I do the same thing. My family doesn't need anymore handmade items, so I buy yarn to make charity gifts and love it. I could be spending all my money on the casinos! Since my husband passed & I live along, there is no one to stop me. I like you have yarn hidden in decorative Loganberger garbage cans!


----------



## BarbinWisconsin (Jan 28, 2013)

I have yarn in the basement in plastic totes...see thru so I can see what it is, yarn in wardrobe cabinets that used to be closets, yarn in closets and boxes of all sorts. So much that I forget what I do have and buy more because it is such a task to find something I want without searching through everything. I hate buying more but I love the colors, textures and a good sale. As for the garage, huge pole shed full of tools and worthless junk...he keeps quiet and so do I or we wouldn't have been married for 48 years. I thought I was the only one addicted.


----------



## GypsyC1225 (Apr 13, 2011)

My husband and I were in Michaeis and he told the girl that checed us out. "I will leave you my business card, in case you run out of yarn, you can call my wife, she has more than you do". Now does sound like an addict?


----------



## BeadsbyBeadz (Dec 19, 2012)

GypsyC1225 said:


> My husband and I were in Michaeis and he told the girl that checed us out. "I will leave you my business card, in case you run out of yarn, you can call my wife, she has more than you do". Now does sound like an addict?


Now that's funny! ROFL


----------



## BarbinWisconsin (Jan 28, 2013)

That sounds like a sacastic husband. I not only have a lot of yarn but also lots of books and patterns and a computer full of knit and crochet files from free sites. He spent more money on buying tools so he would have something to do when he retired and he hasn't done nothing with them. Been retired 7 years. At least I do projects with my yarns. Some I've even finished. Yarn is a necessity. Tools cost a lot more than yarn.


----------



## BeadsbyBeadz (Dec 19, 2012)

I would give anything for my husband to be here to fuss at and for him to tease and fuss at me. He had an entire wood working shop including an antique vice table, all of which I bought for him. He didn't have such things ever in his life and was proud of it all. Knitting, beading and oil painting are ways to use up my lonely time - the silence is deafening.


----------



## donmaur (Mar 4, 2012)

no hope at all- i have no need at all of more yarn but this week when we are near the only lys for hundreds of miles i am bribing my husband to stop knowing full well i won't be able to resist


----------



## knittingaddict (Mar 20, 2012)

I went to the Stitches West convention in Santa Clara this past weekend. I tried to hold myself back but landed up buying yarn for3 sweaters from Webs. I always have luck finding what I want. That's where I order on line also. I know how it feels to be a yarn addict but it beats going to the local bar.


----------



## BarbinWisconsin (Jan 28, 2013)

I understand how you are feeling. Nice to have what we want andnot be teased about it but then when that element is gone we miss the teasing and who else cares what we might have. My daughter doesn't want any of my yarn so I have to use it up before I go.


----------



## BeadsbyBeadz (Dec 19, 2012)

BarbinWisconsin said:


> I understand how you are feeling. Nice to have what we want andnot be teased about it but then when that element is gone we miss the teasing and who else cares what we might have. My daughter doesn't want any of my yarn so I have to use it up before I go.

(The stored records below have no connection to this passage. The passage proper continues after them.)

//! Tridiagonal linear systems and the Thomas algorithm.
//!
//! The system has the form:
//! ```text
//! | b[0]  c[0]   0    ...     0    | | x[0]   |   | d[0]   |
//! | a[1]  b[1]  c[1]  ...     0    | | x[1]   |   | d[1]   |
//! |  0    a[2]  b[2]  ...     0    | | x[2]   | = | d[2]   |
//! | ...   ...   ...   ...    ...   | | ...    |   | ...    |
//! |  0     0     0   a[n-1] b[n-1] | | x[n-1] |   | d[n-1] |
//! ```
//!
//! All four bands share the same length; `a[0]` and `c[n-1]` are ignored.
//! No pivoting is performed: the discretizations that build these systems
//! produce diagonally dominant matrices for the parameter ranges they accept.
//! A vanishing or non-finite pivot is reported as [`Error::SingularMatrix`]
//! instead of being divided through.

use crate::comparison::is_usable_pivot;
use zcb_core::{ensure, errors::Error, Real, Result};

/// Solve `A · x = d` for the tridiagonal `A` given by its three bands.
///
/// Forward elimination normalizes each row by its pivot; the final row has
/// no super-diagonal and is closed separately before back substitution.
pub fn solve_tridiagonal(
    lower: &[Real],
    diag: &[Real],
    upper: &[Real],
    rhs: &[Real],
) -> Result<Vec<Real>> {
    let n = diag.len();
    ensure!(n > 0, "tridiagonal system must not be empty");
    ensure!(
        lower.len() == n && upper.len() == n && rhs.len() == n,
        "tridiagonal bands have inconsistent lengths: lower={}, diag={n}, upper={}, rhs={}",
        lower.len(),
        upper.len(),
        rhs.len()
    );

    if !is_usable_pivot(diag[0]) {
        return Err(Error::SingularMatrix { pivot_index: 0 });
    }
    if n == 1 {
        return Ok(vec![rhs[0] / diag[0]]);
    }

    // Forward sweep
    let mut c_prime = vec![0.0; n - 1];
    let mut d_prime = vec![0.0; n];
    c_prime[0] = upper[0] / diag[0];
    d_prime[0] = rhs[0] / diag[0];

    for i in 1..n - 1 {
        let denom = diag[i] - lower[i] * c_prime[i - 1];
        if !is_usable_pivot(denom) {
            return Err(Error::SingularMatrix { pivot_index: i });
        }
        c_prime[i] = upper[i] / denom;
        d_prime[i] = (rhs[i] - lower[i] * d_prime[i - 1]) / denom;
    }

    let last = n - 1;
    let denom = diag[last] - lower[last] * c_prime[last - 1];
    if !is_usable_pivot(denom) {
        return Err(Error::SingularMatrix { pivot_index: last });
    }
    d_prime[last] = (rhs[last] - lower[last] * d_prime[last - 1]) / denom;

    // Back substitution
    let mut x = vec![0.0; n];
    x[last] = d_prime[last];
    for i in (0..last).rev() {
        x[i] = d_prime[i] - c_prime[i] * x[i + 1];
    }

    Ok(x)
}

/// The three bands of a tridiagonal matrix.
///
/// Used for operators that do not change between time steps, such as the
/// two sides of the Crank-Nicolson discretization.
#[derive(Debug, Clone, PartialEq)]
pub struct TridiagonalOperator {
    /// Lower diagonal (index 0 unused).
    pub lower: Vec<Real>,
    /// Main diagonal.
    pub diag: Vec<Real>,
    /// Upper diagonal (last index unused).
    pub upper: Vec<Real>,
}

impl TridiagonalOperator {
    /// Create a zero operator of size `n`.
    pub fn new(n: usize) -> Self {
        Self {
            lower: vec![0.0; n],
            diag: vec![0.0; n],
            upper: vec![0.0; n],
        }
    }

    /// Size (number of rows/columns).
    pub fn size(&self) -> usize {
        self.diag.len()
    }

    /// Apply the operator: `y = A · x`.
    ///
    /// `x` must have [`size`](Self::size) entries.
    pub fn apply(&self, x: &[Real]) -> Result<Vec<Real>> {
        band_product(&self.lower, &self.diag, &self.upper, x)
    }

    /// Solve `A · x = rhs`.
    pub fn solve(&self, rhs: &[Real]) -> Result<Vec<Real>> {
        solve_tridiagonal(&self.lower, &self.diag, &self.upper, rhs)
    }
}

/// One tridiagonal solve: three bands plus the right-hand side.
///
/// Built per time step by the implicit schemes and consumed immediately.
#[derive(Debug, Clone, PartialEq)]
pub struct TridiagonalSystem {
    /// Sub-diagonal `a` (index 0 unused).
    pub lower: Vec<Real>,
    /// Diagonal `b`.
    pub diag: Vec<Real>,
    /// Super-diagonal `c` (last index unused).
    pub upper: Vec<Real>,
    /// Right-hand side `d`.
    pub rhs: Vec<Real>,
}

impl TridiagonalSystem {
    /// Create a zero system of size `n`.
    pub fn new(n: usize) -> Self {
        Self {
            lower: vec![0.0; n],
            diag: vec![0.0; n],
            upper: vec![0.0; n],
            rhs: vec![0.0; n],
        }
    }

    /// Size of the system.
    pub fn size(&self) -> usize {
        self.diag.len()
    }

    /// Solve for `x` with the Thomas algorithm.
    pub fn solve(&self) -> Result<Vec<Real>> {
        solve_tridiagonal(&self.lower, &self.diag, &self.upper, &self.rhs)
    }

    /// Multiply the coefficient matrix by `x`.
    pub fn apply(&self, x: &[Real]) -> Result<Vec<Real>> {
        band_product(&self.lower, &self.diag, &self.upper, x)
    }
}

fn band_product(
    lower: &[Real],
    diag: &[Real],
    upper: &[Real],
    x: &[Real],
) -> Result<Vec<Real>> {
    let n = diag.len();
    ensure!(
        x.len() == n && lower.len() == n && upper.len() == n,
        "band product needs {n} entries per band and vector, got lower {}, upper {}, x {}",
        lower.len(),
        upper.len(),
        x.len()
    );
    Ok((0..n)
        .map(|i| {
            let mut y = diag[i] * x[i];
            if i > 0 {
                y += lower[i] * x[i - 1];
            }
            if i + 1 < n {
                y += upper[i] * x[i + 1];
            }
            y
        })
        .collect())
}

#[cfg(test)]
mod tests {
    use super::*;
    use approx::assert_abs_diff_eq;
    use proptest::prelude::*;

    #[test]
    fn thomas_algorithm_solves_identity() {
        let mut sys = TridiagonalSystem::new(4);
        sys.diag = vec![1.0; 4];
        sys.rhs = vec![1.0, 2.0, 3.0, 4.0];
        let x = sys.solve().unwrap();
        for i in 0..4 {
            assert!((x[i] - sys.rhs[i]).abs() < 1e-12);
        }
    }

    #[test]
    fn thomas_algorithm_solves_tridiagonal() {
        // A = [[2, -1, 0], [-1, 2, -1], [0, -1, 2]]
        // x = [1, 2, 3]
        // Ax = [0, 0, 4]
        let sys = TridiagonalSystem {
            lower: vec![0.0, -1.0, -1.0],
            diag: vec![2.0, 2.0, 2.0],
            upper: vec![-1.0, -1.0, 0.0],
            rhs: vec![0.0, 0.0, 4.0],
        };
        let x = sys.solve().unwrap();
        assert_abs_diff_eq!(x[0], 1.0, epsilon = 1e-12);
        assert_abs_diff_eq!(x[1], 2.0, epsilon = 1e-12);
        assert_abs_diff_eq!(x[2], 3.0, epsilon = 1e-12);
    }

    #[test]
    fn two_by_two() {
        // [[4, 1], [2, 3]] x = [6, 8] → x = [1, 2]
        let x = solve_tridiagonal(&[0.0, 2.0], &[4.0, 3.0], &[1.0, 0.0], &[6.0, 8.0]).unwrap();
        assert!((x[0] - 1.0).abs() < 1e-12);
        assert!((x[1] - 2.0).abs() < 1e-12);
    }

    #[test]
    fn single_row() {
        let x = solve_tridiagonal(&[0.0], &[4.0], &[0.0], &[2.0]).unwrap();
        assert_eq!(x, vec![0.5]);
    }

    #[test]
    fn zero_leading_pivot_is_singular() {
        let err = solve_tridiagonal(&[0.0, 1.0], &[0.0, 1.0], &[1.0, 0.0], &[1.0, 1.0]);
        assert_eq!(err, Err(Error::SingularMatrix { pivot_index: 0 }));
    }

    #[test]
    fn vanishing_last_pivot_is_singular() {
        // [[1, 1], [1, 1]] is singular; the second pivot is 1 − 1·1 = 0.
        let err = solve_tridiagonal(&[0.0, 1.0], &[1.0, 1.0], &[1.0, 0.0], &[1.0, 1.0]);
        assert_eq!(err, Err(Error::SingularMatrix { pivot_index: 1 }));
    }

    #[test]
    fn inconsistent_lengths_rejected() {
        let err = solve_tridiagonal(&[0.0], &[1.0, 1.0], &[0.0, 0.0], &[1.0, 1.0]);
        assert!(matches!(err, Err(Error::Precondition(_))));
    }

    #[test]
    fn operator_apply_then_solve() {
        let op = TridiagonalOperator {
            lower: vec![0.0, 1.0, 1.0, 1.0],
            diag: vec![4.0, 4.0, 4.0, 4.0],
            upper: vec![1.0, 1.0, 1.0, 0.0],
        };
        let x = vec![1.0, -2.0, 3.0, 0.5];
        let rhs = op.apply(&x).unwrap();
        let solved = op.solve(&rhs).unwrap();
        for (a, b) in x.iter().zip(&solved) {
            assert_abs_diff_eq!(a, b, epsilon = 1e-12);
        }
    }

    #[test]
    fn apply_rejects_wrong_length() {
        let op = TridiagonalOperator::new(3);
        assert!(matches!(op.apply(&[1.0, 2.0]), Err(Error::Precondition(_))));
        let sys = TridiagonalSystem::new(2);
        assert!(matches!(sys.apply(&[1.0, 2.0, 3.0]), Err(Error::Precondition(_))));
    }

    fn dominant_system() -> impl Strategy<Value = TridiagonalSystem> {
        (2usize..60).prop_flat_map(|n| {
            (
                prop::collection::vec(-1.0f64..1.0, n),
                prop::collection::vec(-1.0f64..1.0, n),
                prop::collection::vec(0.1f64..5.0, n),
                prop::collection::vec(-10.0f64..10.0, n),
            )
                .prop_map(move |(lower, upper, margin, rhs)| {
                    let mut lower = lower;
                    let mut upper = upper;
                    lower[0] = 0.0;
                    upper[n - 1] = 0.0;
                    let diag = (0..n)
                        .map(|i| {
                            let sign = if i % 2 == 0 { 1.0 } else { -1.0 };
                            sign * (lower[i].abs() + upper[i].abs() + margin[i])
                        })
                        .collect();
                    TridiagonalSystem {
                        lower,
                        diag,
                        upper,
                        rhs,
                    }
                })
        })
    }

    proptest! {
        #[test]
        fn solution_reproduces_rhs(sys in dominant_system()) {
            let x = sys.solve().unwrap();
            let reconstructed = sys.apply(&x).unwrap();
            for (got, want) in reconstructed.iter().zip(&sys.rhs) {
                prop_assert!((got - want).abs() < 1e-9, "got {got}, want {want}");
            }
        }
    }
}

Thanks for understanding and it sounds as if you are walking these miles in my moccasins too. When I'm out and see couples fussing at each other it makes me cry.


----------



## LadyElle (Oct 4, 2012)

Mercygirl76 said:


> It is Sunday. It is the beginning of Lent. I knew that for Lent, I should have given up adding to my stash, but I didn't. I decided to promise to do something proactive rather than give up something. So I promised that I would do some charity crocheting/knitting for our local homeless shelter. Blankets are always needed.
> 
> So yesterday, I was in Michaels to purchase some acrylic for an afghan. I didn't see much I like, then remembered I have some Loops and Threads Impeccable that I can crochet into a nice afghan as well as son Charisma I can use for a second one.
> 
> ...


I also considering "sinning" again. This yarn looks totally amazing! Has anyone tried Ice Yarns from Yarn Paradise in Turkey? Their yarns look amazing and their prices are amazing. They price their yarns taking into consideration the cost of postage. I ordered some frill yarn for some projects and with postage to me here in the North, the price per ball was about $6.00 USD. I don't have them yet as I think they are going to take about a month to get to me. I'll let you know if it was worth the wait when I get them.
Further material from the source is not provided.